(EXTRACTED INFORMATION begins)

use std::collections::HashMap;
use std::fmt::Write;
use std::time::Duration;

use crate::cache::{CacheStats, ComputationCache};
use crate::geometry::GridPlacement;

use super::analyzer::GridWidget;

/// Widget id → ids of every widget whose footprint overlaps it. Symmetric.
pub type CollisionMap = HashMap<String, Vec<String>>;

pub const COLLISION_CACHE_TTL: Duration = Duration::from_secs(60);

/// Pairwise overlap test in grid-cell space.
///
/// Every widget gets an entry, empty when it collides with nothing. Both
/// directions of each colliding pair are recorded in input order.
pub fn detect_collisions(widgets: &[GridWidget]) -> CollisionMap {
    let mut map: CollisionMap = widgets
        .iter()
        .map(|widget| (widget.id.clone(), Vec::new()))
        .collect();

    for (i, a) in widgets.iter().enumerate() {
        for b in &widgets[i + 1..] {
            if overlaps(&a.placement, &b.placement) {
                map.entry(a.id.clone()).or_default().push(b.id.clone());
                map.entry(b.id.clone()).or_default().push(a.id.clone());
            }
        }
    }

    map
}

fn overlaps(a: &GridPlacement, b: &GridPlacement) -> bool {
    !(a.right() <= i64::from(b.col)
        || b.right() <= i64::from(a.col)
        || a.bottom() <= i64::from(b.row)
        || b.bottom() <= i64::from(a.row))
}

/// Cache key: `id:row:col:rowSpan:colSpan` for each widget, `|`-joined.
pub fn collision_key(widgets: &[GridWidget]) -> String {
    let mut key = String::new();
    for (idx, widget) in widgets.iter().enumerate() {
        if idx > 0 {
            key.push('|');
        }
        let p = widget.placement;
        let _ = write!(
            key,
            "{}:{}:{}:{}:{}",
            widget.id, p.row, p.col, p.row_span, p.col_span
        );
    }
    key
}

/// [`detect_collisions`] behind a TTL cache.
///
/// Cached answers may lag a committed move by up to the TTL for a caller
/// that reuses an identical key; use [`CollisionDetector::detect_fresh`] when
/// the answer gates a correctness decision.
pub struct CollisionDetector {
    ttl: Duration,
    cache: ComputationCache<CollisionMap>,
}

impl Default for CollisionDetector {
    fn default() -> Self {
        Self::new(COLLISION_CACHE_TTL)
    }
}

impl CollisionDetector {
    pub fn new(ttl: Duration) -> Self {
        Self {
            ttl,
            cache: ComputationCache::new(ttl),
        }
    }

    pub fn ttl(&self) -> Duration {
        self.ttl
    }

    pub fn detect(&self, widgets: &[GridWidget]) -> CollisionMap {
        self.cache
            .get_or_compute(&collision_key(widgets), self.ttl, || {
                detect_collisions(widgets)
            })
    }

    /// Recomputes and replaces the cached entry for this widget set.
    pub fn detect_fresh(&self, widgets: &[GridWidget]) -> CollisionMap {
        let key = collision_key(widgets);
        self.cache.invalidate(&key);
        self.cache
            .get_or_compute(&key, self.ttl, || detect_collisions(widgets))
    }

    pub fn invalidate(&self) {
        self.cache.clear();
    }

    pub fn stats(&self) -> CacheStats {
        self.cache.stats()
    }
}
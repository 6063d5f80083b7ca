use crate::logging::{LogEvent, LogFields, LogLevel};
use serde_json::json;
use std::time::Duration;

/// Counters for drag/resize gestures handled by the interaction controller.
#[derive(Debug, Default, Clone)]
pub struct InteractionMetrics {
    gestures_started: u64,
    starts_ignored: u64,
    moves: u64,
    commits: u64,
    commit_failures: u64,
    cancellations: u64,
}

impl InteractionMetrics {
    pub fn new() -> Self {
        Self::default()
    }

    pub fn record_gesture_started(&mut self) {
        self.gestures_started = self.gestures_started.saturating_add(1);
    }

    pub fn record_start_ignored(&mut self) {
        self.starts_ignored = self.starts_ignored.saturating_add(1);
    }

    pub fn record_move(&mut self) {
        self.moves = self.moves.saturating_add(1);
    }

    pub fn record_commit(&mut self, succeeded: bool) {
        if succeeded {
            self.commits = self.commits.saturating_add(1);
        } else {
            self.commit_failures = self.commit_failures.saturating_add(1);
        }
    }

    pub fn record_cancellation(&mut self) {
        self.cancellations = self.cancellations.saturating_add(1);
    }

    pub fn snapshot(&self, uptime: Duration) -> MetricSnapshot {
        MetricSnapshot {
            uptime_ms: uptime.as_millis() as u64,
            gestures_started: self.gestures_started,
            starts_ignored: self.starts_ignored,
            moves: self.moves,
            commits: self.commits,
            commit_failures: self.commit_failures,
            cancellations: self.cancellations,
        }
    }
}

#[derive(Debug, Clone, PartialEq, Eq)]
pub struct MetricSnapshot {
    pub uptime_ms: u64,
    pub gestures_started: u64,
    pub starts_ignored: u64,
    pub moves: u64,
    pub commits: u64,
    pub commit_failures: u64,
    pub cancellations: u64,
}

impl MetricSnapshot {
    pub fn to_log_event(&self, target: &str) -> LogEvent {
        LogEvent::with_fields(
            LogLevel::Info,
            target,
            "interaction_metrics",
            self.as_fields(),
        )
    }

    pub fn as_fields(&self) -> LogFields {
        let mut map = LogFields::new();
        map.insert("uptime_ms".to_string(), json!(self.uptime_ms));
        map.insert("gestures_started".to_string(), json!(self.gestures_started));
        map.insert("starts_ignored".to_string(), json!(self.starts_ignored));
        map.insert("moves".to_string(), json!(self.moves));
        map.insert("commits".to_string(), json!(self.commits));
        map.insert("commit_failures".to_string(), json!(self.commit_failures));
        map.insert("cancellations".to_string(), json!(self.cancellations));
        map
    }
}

(EXTRACTED INFORMATION ends)
(EXTRACTED INFORMATION begins)

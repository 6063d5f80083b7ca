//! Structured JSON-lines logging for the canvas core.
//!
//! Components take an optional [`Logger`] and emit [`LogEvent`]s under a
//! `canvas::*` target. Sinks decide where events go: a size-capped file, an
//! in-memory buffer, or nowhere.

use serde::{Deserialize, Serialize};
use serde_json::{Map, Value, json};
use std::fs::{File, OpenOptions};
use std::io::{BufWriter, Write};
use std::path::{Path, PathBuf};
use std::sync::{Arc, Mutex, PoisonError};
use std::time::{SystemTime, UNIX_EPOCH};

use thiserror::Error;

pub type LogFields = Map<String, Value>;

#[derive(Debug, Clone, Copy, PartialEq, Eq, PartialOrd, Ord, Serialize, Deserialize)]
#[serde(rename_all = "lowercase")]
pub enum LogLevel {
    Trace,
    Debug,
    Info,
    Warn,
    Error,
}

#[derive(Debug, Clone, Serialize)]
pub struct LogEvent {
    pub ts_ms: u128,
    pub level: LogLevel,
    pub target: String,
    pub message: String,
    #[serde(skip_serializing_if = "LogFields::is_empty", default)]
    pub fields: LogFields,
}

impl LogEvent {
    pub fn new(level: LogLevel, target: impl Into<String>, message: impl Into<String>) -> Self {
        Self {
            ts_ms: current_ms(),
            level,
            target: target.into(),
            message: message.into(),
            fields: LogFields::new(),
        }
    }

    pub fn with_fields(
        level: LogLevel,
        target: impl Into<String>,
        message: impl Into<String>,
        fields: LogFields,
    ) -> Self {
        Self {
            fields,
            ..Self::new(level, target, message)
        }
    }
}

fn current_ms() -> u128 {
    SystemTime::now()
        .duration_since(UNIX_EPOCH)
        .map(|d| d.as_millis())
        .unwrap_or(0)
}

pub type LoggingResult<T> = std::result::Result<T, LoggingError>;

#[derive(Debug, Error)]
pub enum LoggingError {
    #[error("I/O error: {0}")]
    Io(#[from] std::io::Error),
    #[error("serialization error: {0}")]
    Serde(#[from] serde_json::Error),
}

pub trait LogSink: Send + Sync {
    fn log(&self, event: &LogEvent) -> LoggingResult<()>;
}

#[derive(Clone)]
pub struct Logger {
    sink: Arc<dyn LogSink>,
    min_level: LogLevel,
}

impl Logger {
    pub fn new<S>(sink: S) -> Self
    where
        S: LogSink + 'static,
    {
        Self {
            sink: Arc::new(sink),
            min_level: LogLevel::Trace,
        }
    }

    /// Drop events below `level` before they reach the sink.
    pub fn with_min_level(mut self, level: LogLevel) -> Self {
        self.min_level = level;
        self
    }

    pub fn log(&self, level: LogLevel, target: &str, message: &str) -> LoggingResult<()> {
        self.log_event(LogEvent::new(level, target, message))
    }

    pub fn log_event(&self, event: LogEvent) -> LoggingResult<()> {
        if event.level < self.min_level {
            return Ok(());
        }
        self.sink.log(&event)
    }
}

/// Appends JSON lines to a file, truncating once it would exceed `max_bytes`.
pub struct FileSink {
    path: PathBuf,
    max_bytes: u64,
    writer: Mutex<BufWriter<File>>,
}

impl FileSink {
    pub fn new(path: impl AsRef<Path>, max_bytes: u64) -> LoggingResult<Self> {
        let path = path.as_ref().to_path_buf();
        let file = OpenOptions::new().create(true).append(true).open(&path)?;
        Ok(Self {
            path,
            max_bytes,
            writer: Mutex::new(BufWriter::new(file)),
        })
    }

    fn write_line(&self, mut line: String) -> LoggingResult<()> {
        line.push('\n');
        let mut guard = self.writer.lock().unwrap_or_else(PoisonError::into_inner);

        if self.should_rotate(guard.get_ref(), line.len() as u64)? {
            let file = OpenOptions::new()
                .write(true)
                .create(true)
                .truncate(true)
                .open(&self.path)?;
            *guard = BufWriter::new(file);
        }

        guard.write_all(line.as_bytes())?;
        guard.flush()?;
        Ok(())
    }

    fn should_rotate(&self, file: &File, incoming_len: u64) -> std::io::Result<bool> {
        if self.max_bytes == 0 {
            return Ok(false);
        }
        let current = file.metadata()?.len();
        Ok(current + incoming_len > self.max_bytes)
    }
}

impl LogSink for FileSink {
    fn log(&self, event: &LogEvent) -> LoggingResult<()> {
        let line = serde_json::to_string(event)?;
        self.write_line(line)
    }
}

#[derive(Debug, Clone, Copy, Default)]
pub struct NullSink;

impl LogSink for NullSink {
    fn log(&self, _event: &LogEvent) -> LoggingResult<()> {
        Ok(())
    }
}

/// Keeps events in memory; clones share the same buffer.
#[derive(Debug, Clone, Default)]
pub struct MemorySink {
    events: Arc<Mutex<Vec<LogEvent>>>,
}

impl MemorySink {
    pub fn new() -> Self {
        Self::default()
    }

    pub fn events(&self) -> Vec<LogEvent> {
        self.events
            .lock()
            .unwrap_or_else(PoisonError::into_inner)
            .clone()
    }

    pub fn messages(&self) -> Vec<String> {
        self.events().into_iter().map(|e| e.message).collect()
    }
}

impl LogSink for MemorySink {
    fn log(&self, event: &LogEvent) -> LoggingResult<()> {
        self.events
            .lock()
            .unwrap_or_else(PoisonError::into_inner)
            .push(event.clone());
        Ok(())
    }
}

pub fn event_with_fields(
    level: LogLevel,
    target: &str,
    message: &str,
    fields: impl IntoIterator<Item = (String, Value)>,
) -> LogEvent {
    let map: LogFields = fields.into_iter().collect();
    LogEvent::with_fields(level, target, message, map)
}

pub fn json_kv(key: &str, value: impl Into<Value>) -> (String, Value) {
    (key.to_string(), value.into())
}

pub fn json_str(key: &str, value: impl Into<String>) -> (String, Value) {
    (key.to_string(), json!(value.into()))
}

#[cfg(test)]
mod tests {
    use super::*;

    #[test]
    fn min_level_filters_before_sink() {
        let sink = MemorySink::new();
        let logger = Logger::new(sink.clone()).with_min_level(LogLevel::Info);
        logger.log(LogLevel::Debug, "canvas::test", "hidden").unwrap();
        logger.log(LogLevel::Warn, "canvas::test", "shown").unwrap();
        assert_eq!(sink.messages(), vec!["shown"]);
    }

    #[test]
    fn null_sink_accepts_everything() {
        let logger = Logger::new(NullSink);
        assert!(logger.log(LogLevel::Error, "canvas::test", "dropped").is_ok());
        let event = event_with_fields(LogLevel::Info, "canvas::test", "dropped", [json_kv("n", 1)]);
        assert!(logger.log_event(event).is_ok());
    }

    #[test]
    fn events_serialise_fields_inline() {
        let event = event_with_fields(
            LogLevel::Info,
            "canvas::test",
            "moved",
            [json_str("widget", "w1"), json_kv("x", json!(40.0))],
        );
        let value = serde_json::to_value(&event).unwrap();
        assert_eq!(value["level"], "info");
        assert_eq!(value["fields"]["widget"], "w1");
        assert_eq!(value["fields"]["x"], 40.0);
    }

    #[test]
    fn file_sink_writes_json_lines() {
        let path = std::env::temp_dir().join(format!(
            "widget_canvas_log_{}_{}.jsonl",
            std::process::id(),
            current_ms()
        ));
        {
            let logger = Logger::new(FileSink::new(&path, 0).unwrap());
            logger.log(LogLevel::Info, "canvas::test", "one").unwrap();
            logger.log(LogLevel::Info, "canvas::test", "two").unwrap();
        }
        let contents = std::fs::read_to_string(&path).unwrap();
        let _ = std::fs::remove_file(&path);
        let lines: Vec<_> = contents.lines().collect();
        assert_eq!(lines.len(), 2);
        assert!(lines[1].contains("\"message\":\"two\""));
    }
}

(EXTRACTED INFORMATION ends)

● HOW TO COMPLETE THIS TASK:
Return exactly, and only, the lines above starting at the line that contains "impl LogSink for FileSink" and ending at the line that contains "pub fn events(&self)".

● ANSWER TO THE EXERCISE:
impl LogSink for FileSink {
    fn log(&self, event: &LogEvent) -> LoggingResult<()> {
        let line = serde_json::to_string(event)?;
        self.write_line(line)
    }
}

#[derive(Debug, Clone, Copy, Default)]
pub struct NullSink;

impl LogSink for NullSink {
    fn log(&self, _event: &LogEvent) -> LoggingResult<()> {
        Ok(())
    }
}

/// Keeps events in memory; clones share the same buffer.
#[derive(Debug, Clone, Default)]
pub struct MemorySink {
    events: Arc<Mutex<Vec<LogEvent>>>,
}

impl MemorySink {
    pub fn new() -> Self {
        Self::default()
    }

    pub fn events(&self) -> Vec<LogEvent> {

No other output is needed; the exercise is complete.